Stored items
··········
pub mod corpus;
pub mod scoring;
pub mod segment;
pub mod term;
pub mod tfidf;
pub mod token;

use std::{
    io::{self, BufRead},
    sync::Arc,
    time::Instant,
};

use tracing::{info, info_span};

use crate::{
    config::{FailurePolicy, PipelineConfig},
    error::{PipelineError, Stage},
    utils::pool::{AwaitOptions, CancelHandle, WorkerPool},
    vectorizer::{
        corpus::{Corpus, DocumentFrequency},
        scoring::ScoreMatrix,
        tfidf::{DefaultTfIdfEngine, TfIdfEngine},
    },
};

/// Concurrent TF-IDF pipeline.
///
/// Every `run` owns a fresh `WorkerPool` which is shut down before `run`
/// returns, so runs never share executor state.
///
/// `E` is the TF-IDF calculation engine, `DefaultTfIdfEngine` unless replaced.
#[derive(Debug, Clone)]
pub struct TfIdfPipeline<E = DefaultTfIdfEngine>
where
    E: TfIdfEngine,
{
    config: PipelineConfig,
    engine: Arc<E>,
    interrupt: CancelHandle,
}

impl TfIdfPipeline<DefaultTfIdfEngine> {
    /// Create a pipeline with the default engine
    pub fn new(config: PipelineConfig) -> Self {
        Self::with_engine(config, DefaultTfIdfEngine)
    }
}

impl Default for TfIdfPipeline<DefaultTfIdfEngine> {
    fn default() -> Self {
        Self::new(PipelineConfig::default())
    }
}

impl<E> TfIdfPipeline<E>
where
    E: TfIdfEngine + 'static,
{
    /// Create a pipeline with a custom engine
    pub fn with_engine(config: PipelineConfig, engine: E) -> Self {
        Self {
            config,
            engine: Arc::new(engine),
            interrupt: CancelHandle::new(),
        }
    }

    pub fn config(&self) -> &PipelineConfig {
        &self.config
    }

    pub fn engine(&self) -> &E {
        &self.engine
    }

    /// Handle that interrupts a run in progress from another thread.
    /// It stays triggered until `CancelHandle::reset` is called.
    pub fn cancel_handle(&self) -> CancelHandle {
        self.interrupt.clone()
    }

    /// Run the whole pipeline over a line source.
    ///
    /// load + tokenize -> document frequencies -> score
    ///
    /// # Arguments
    /// * `lines` - input lines, blank lines separate documents
    ///
    /// # Returns
    /// * `ScoreMatrix` - one slot per document, in input order
    pub fn run<I>(&self, lines: I) -> Result<ScoreMatrix, PipelineError>
    where
        I: IntoIterator<Item = io::Result<String>>,
    {
        let _span = info_span!("tfidf_run").entered();
        let started = Instant::now();
        let pool = self.start_pool(Stage::Tokenize)?;
        info!(threads = pool.threads(), policy = ?self.config.failure_policy, "pipeline started");

        let corpus = Arc::new(segment::segment(&pool, lines, &self.config)?);
        if corpus.is_empty() {
            info!("no documents found");
            pool.shutdown();
            return Ok(ScoreMatrix::default());
        }

        let df = Arc::new(DocumentFrequency::build(&corpus));
        let matrix = scoring::score(&pool, &corpus, &df, &self.engine, &self.config)?;
        pool.shutdown();

        info!(
            documents = matrix.len(),
            failed = matrix.failed_indices().len(),
            elapsed_ms = started.elapsed().as_millis() as u64,
            "pipeline finished"
        );
        Ok(matrix)
    }

    /// Run over a buffered reader, e.g. an opened file
    pub fn run_reader<R>(&self, reader: R) -> Result<ScoreMatrix, PipelineError>
    where
        R: BufRead,
    {
        self.run(reader.lines())
    }

    /// Run over in-memory text
    pub fn run_str(&self, text: &str) -> Result<ScoreMatrix, PipelineError> {
        self.run(text.lines().map(|line| Ok::<_, io::Error>(line.to_string())))
    }

    /// Only the segmentation phase, for callers that want the corpus itself
    pub fn segment<I>(&self, lines: I) -> Result<Corpus, PipelineError>
    where
        I: IntoIterator<Item = io::Result<String>>,
    {
        let pool = self.start_pool(Stage::Tokenize)?;
        let corpus = segment::segment(&pool, lines, &self.config)?;
        pool.shutdown();
        Ok(corpus)
    }

    /// Only the DF + scoring phases, over an already built corpus
    pub fn score(&self, corpus: Corpus) -> Result<ScoreMatrix, PipelineError> {
        if corpus.is_empty() {
            return Ok(ScoreMatrix::default());
        }
        let pool = self.start_pool(Stage::Score)?;
        let corpus = Arc::new(corpus);
        let df = Arc::new(DocumentFrequency::build(&corpus));
        let matrix = scoring::score(&pool, &corpus, &df, &self.engine, &self.config)?;
        pool.shutdown();
        Ok(matrix)
    }

    fn start_pool(&self, stage: Stage) -> Result<WorkerPool, PipelineError> {
        WorkerPool::new(self.config.worker_threads(), self.interrupt.clone())
            .map_err(|e| PipelineError::from_pool(stage, e))
    }
}

/// await settings shared by both phases
pub(crate) fn await_options(config: &PipelineConfig) -> AwaitOptions {
    AwaitOptions {
        timeout: config.phase_timeout,
        fail_fast: config.failure_policy == FailurePolicy::FailFast,
        progress_interval: config.progress_interval,
    }
}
··········
(What is needed)
Wherever a line in the data above holds the word "crate", copy that line.

(Task response)
use crate::{
pub(crate) fn await_options(config: &PipelineConfig) -> AwaitOptions {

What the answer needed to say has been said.